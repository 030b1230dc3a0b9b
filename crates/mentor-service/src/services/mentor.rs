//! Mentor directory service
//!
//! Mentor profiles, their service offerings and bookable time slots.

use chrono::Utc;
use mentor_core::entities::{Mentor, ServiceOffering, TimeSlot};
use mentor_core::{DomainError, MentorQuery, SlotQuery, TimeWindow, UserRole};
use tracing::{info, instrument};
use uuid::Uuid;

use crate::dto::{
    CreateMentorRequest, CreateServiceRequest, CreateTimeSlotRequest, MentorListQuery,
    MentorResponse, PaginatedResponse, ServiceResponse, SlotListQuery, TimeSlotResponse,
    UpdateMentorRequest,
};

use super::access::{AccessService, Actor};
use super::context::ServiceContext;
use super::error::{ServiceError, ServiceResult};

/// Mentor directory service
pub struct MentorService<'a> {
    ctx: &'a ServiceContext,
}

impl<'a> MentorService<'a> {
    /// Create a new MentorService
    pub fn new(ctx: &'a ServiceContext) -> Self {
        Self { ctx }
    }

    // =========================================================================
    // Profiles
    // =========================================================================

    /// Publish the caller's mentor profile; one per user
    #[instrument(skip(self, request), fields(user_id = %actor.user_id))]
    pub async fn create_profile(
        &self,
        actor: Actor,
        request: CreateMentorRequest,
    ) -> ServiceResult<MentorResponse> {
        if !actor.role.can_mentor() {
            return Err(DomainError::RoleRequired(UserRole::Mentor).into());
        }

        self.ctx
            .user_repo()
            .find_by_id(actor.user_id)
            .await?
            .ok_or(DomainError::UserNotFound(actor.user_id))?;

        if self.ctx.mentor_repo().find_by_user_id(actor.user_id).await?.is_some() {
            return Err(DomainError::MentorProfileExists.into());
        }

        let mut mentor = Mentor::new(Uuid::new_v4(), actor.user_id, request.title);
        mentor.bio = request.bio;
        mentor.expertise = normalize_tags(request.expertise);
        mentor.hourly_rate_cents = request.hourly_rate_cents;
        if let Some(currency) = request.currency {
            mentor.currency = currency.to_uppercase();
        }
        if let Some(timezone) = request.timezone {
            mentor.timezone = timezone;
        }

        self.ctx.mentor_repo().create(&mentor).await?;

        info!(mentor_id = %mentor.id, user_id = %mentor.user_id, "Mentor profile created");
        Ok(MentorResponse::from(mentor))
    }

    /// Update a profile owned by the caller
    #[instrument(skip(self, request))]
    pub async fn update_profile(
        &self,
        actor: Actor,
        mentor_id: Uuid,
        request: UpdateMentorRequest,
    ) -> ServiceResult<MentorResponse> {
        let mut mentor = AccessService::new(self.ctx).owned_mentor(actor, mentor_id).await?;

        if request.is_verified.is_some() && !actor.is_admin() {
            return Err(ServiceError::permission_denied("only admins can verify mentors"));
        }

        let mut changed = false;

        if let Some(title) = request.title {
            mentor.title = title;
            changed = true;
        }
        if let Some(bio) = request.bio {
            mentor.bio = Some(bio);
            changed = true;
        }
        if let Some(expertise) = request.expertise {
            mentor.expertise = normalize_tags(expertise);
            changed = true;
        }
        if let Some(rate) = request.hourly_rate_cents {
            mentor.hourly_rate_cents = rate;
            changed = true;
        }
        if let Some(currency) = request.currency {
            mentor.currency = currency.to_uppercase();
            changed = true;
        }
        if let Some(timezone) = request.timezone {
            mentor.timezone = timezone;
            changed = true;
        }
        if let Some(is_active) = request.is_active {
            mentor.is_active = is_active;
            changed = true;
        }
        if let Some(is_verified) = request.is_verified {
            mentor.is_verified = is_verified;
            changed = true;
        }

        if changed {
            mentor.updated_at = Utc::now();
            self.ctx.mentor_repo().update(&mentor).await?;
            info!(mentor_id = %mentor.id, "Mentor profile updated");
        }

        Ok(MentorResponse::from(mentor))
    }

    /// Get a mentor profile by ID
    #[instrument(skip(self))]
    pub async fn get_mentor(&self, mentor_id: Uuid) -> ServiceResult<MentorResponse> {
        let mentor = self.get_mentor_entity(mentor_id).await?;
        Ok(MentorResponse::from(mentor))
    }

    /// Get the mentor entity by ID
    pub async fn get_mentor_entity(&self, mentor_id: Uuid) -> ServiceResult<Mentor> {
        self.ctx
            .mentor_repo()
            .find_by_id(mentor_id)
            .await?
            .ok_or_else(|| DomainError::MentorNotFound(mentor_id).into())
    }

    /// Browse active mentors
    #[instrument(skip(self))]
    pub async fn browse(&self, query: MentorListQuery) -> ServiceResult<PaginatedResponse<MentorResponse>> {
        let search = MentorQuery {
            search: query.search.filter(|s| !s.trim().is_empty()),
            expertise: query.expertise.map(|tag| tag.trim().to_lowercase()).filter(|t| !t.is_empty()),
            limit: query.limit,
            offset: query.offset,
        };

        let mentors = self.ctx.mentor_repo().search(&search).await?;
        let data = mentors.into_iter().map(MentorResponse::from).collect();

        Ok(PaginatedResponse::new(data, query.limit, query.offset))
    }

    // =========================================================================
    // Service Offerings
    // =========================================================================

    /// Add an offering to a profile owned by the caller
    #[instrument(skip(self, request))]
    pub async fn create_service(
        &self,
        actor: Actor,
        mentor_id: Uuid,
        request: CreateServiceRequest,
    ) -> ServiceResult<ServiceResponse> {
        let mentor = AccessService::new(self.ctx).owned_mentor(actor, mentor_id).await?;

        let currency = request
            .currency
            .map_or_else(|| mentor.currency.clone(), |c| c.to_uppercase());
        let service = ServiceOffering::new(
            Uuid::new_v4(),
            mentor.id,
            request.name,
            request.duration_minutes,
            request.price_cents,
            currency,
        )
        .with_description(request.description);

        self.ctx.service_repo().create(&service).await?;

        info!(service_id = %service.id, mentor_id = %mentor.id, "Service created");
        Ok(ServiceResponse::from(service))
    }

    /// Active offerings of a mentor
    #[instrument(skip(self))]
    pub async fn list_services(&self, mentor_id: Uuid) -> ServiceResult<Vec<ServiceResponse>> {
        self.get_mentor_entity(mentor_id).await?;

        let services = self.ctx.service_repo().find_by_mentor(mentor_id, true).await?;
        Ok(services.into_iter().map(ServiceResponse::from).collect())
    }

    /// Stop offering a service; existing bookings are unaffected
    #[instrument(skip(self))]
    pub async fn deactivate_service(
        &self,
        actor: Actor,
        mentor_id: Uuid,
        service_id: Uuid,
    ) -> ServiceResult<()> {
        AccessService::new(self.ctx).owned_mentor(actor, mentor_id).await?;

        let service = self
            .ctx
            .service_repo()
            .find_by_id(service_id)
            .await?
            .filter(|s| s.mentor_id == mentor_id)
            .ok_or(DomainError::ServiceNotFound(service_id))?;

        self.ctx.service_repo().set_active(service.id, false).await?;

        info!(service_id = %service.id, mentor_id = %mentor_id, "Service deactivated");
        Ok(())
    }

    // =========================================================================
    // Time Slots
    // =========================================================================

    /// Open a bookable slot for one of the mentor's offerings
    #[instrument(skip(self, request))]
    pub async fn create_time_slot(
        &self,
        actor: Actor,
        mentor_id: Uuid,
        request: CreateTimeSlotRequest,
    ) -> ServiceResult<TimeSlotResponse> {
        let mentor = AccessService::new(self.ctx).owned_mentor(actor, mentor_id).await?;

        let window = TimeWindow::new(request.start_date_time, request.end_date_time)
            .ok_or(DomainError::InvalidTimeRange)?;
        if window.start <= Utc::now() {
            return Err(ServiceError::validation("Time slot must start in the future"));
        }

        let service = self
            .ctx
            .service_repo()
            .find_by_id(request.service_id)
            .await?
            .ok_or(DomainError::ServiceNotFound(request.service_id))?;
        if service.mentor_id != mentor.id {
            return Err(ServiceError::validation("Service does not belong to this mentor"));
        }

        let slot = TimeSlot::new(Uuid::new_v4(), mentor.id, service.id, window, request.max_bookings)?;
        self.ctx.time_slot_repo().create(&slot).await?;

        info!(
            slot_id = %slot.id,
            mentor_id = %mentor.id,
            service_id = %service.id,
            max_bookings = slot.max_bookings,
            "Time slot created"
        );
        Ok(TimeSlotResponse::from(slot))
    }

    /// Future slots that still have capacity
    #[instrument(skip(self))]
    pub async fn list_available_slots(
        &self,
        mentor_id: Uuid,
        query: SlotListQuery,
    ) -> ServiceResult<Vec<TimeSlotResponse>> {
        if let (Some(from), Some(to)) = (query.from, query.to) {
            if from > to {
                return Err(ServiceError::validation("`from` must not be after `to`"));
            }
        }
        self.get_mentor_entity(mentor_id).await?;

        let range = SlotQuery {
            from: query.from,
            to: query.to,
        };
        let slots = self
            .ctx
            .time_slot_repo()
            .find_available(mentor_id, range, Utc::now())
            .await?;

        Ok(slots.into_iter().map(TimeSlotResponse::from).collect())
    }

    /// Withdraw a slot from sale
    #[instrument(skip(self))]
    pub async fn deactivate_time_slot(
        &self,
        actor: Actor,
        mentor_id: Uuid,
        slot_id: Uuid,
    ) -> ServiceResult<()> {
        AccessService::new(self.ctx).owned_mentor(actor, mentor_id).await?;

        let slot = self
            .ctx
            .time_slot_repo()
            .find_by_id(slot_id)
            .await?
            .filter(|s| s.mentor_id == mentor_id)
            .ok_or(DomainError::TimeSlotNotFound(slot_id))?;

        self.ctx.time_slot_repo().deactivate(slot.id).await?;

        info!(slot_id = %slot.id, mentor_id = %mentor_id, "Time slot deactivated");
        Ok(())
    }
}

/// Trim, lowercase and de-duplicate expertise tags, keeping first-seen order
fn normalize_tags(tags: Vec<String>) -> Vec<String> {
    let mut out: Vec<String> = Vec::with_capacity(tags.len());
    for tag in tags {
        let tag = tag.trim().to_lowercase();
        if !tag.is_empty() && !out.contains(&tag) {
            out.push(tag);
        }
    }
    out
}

*Exercise directions*.
What is needed is an exact copy of the lines from the start of the listing through the line where "one per user" sits, please, both end lines included and nothing more.

*Response below*.
repository 030b1230dc3a0b9b
filename crates/mentor-service/src/services/mentor.rs
//! Mentor directory service
//!
//! Mentor profiles, their service offerings and bookable time slots.

use chrono::Utc;
use mentor_core::entities::{Mentor, ServiceOffering, TimeSlot};
use mentor_core::{DomainError, MentorQuery, SlotQuery, TimeWindow, UserRole};
use tracing::{info, instrument};
use uuid::Uuid;

use crate::dto::{
    CreateMentorRequest, CreateServiceRequest, CreateTimeSlotRequest, MentorListQuery,
    MentorResponse, PaginatedResponse, ServiceResponse, SlotListQuery, TimeSlotResponse,
    UpdateMentorRequest,
};

use super::access::{AccessService, Actor};
use super::context::ServiceContext;
use super::error::{ServiceError, ServiceResult};

/// Mentor directory service
pub struct MentorService<'a> {
    ctx: &'a ServiceContext,
}

impl<'a> MentorService<'a> {
    /// Create a new MentorService
    pub fn new(ctx: &'a ServiceContext) -> Self {
        Self { ctx }
    }

    // =========================================================================
    // Profiles
    // =========================================================================

    /// Publish the caller's mentor profile; one per user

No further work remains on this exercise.